Complicated and lengthy to analyse as they may be, the paint-strokes are the workings of a painter, the traces of an execution. They appear to have an order to them, being the traces of a series of manoeuvres or procedures – such procedures as making clear individual parts appear or making them coalesce with their surroundings; for constructing effects of light and shade; or for effects of massing of colour. Many of these are recognisable in pictures. There are also effects that are particular to paintings that do not form definite scenes, so-called abstract paintings. In all cases, however, these applications of execution, of practice, either make things visible, or hide things. These manoeuvres are fundamental to the painter’s way of controlling how a painting will be looked at. In much European painting from, say, Titian, onwards, this may be at least as important to the work of painting as the recognition of symbol, allegorical and narrative constructions. For this reason, it is necessary to give it the attention that is due to intelligence always at work in the actual execution.

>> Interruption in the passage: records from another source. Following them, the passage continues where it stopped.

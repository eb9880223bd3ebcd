//! Logging configuration.
//!
//! # Data Flow
//! ```text
//! config file (TOML)
//!     → loader.rs (parse & deserialize, CTXLOG_* overrides)
//!     → validation.rs (semantic checks)
//!     → install.rs (build backend, swap process-wide default)
//!
//! On file change:
//!     watcher.rs detects change
//!     → loader.rs loads new config
//!     → validation.rs validates
//!     → install.rs swaps the default backend
//!     → handles observe the new backend on their next record
//! ```
//!
//! # Design Decisions
//! - Configuration only concerns the backend; field propagation has no knobs
//! - All fields have defaults to allow minimal configs
//! - A failed reload keeps the current backend

pub mod install;
pub mod loader;
pub mod schema;
pub mod validation;
pub mod watcher;

pub use install::{build_backend, init};
pub use loader::{apply_env_overrides, load_config, parse_config, ConfigError};
pub use schema::{LogFormat, LoggingConfig, OutputTarget};
pub use validation::ValidationError;
pub use watcher::ConfigWatcher;
//! Hot reload through the file watcher.
//!
//! Kept in its own test binary because a reload swaps the process-wide
//! default backend.

use std::fs;
use std::thread;
use std::time::{Duration, Instant};

use ctxlog::config::ConfigWatcher;
use ctxlog::Level;

const DEADLINE: Duration = Duration::from_secs(10);

#[test]
fn test_watcher_applies_and_reports_changed_config() {
    let dir = std::env::temp_dir();
    let path = dir.join(format!("ctxlog_watch_{}.toml", std::process::id()));
    let log_path = dir.join(format!("ctxlog_watch_{}.log", std::process::id()));
    let _ = fs::remove_file(&log_path);
    let write_config = |level: &str| {
        fs::write(
            &path,
            format!(
                "level = \"{}\"\noutput = \"file\"\nfile_path = {:?}\n",
                level,
                log_path.to_string_lossy()
            ),
        )
        .unwrap();
    };
    write_config("warn");

    let (watcher, rx) = ConfigWatcher::new(&path);
    let _guard = watcher.run().unwrap();

    thread::sleep(Duration::from_millis(200));
    write_config("error");

    // A single write may be reported more than once, possibly mid-write.
    let started = Instant::now();
    let applied = loop {
        let remaining = DEADLINE.checked_sub(started.elapsed()).unwrap_or_default();
        match rx.recv_timeout(remaining) {
            Ok(config) if config.level == Level::Error => break config,
            Ok(_) => continue,
            Err(e) => panic!("no reload reported within {:?}: {}", DEADLINE, e),
        }
    };
    assert_eq!(applied.file_path.as_deref(), Some(log_path.to_string_lossy().as_ref()));

    ctxlog::warn("dropped");
    ctxlog::error("swapped");
    ctxlog::backend::default_backend().flush();

    let started = Instant::now();
    let contents = loop {
        let contents = fs::read_to_string(&log_path).unwrap_or_default();
        if contents.contains("swapped") || started.elapsed() > DEADLINE {
            break contents;
        }
        thread::sleep(Duration::from_millis(50));
        ctxlog::backend::default_backend().flush();
    };
    assert!(contents.contains("level=error msg=swapped\n"), "log file: {:?}", contents);
    assert!(!contents.contains("dropped"));

    fs::remove_file(&path).unwrap_or_default();
    fs::remove_file(&log_path).unwrap_or_default();
}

Most of the time painting is not automatic, but rather, consciousness is fully engaged, between careful anxious control and bold confident freedom, with continuous action anticipating or failing to anticipate result. The first stroke may be difficult to make, but every stroke is a venture into the unknown. Practice may suggest what will happen, but only the stroke itself will prove it. Attention to all this, insofar as it is visible, is largely missing from art historical discourse. These are not even indexical signs, not simply the traces of an instrument that signifies the instrument’s action, but the signs of the decisions of a painter in the light of the system of painting. A practice within a system of painting may be related to a discourse that could be called technical. At its most elementary, there is a discourse, that would have been picked up in the studio by beginners in the age of tempera, and oil painting, as regards laying out the colours on the palette, the degree of viscosity, the kinds of brushes and their uses, the way to transfer drawing to canvas, how to establish simple perspective structures, how to make outlines and under-paintings, over-painting, drying-times and glazes, and much more and different in other media, such as fresco or watercolour. These can be reduced, more or less, to sets of instructions. A studio-assistant can be told how to carry these out and can become proficient with practice.
But beyond such elementary rules, there is another discourse which the painter engages in throughout the design-and-execution process. This discourse concerns all the decisions, moment to moment, on how to arrange and produce the many different kinds of figures required. The figures required in a particular picture will present problems that are not always readily solved by reference to previous occasions. Instructions on how to paint will often have to be varied, improvised. It is feasible to instruct an assistant on the appropriate painting of large undifferentiated areas, but even if instructions on how to paint a head, or a figure, are moderately effective, the master will often have to retouch them.
While Rembrandt’s, Rubens’s, Velasquez’s, Chardin’s or Manet’s accomplishments as practitioners have been sometimes closely regarded and often admired, Poussin’s accomplishment has been largely ignored. Instead, commentary begins with the clear pictograms he makes,, with almost no consideration of how they are made or arranged. Their legibility, limited though that may be in painting compared with writing, has been pursued, often with great scholarly intelligence. There have been, as Michael Kitson pointed out recently, careful and interesting semiotic interpretations. (In Katie Scott & Genevieve Warwick, eds. Commemorating Poussin. Cambridge
University
Press, Cambridge
,
UK
, 1999). But that intelligence, that version of pictorial semiotics, is limited when the significance of his construction of what is visible in painting, inescapably present as in all painting, is discounted, dismissed or simply ignored.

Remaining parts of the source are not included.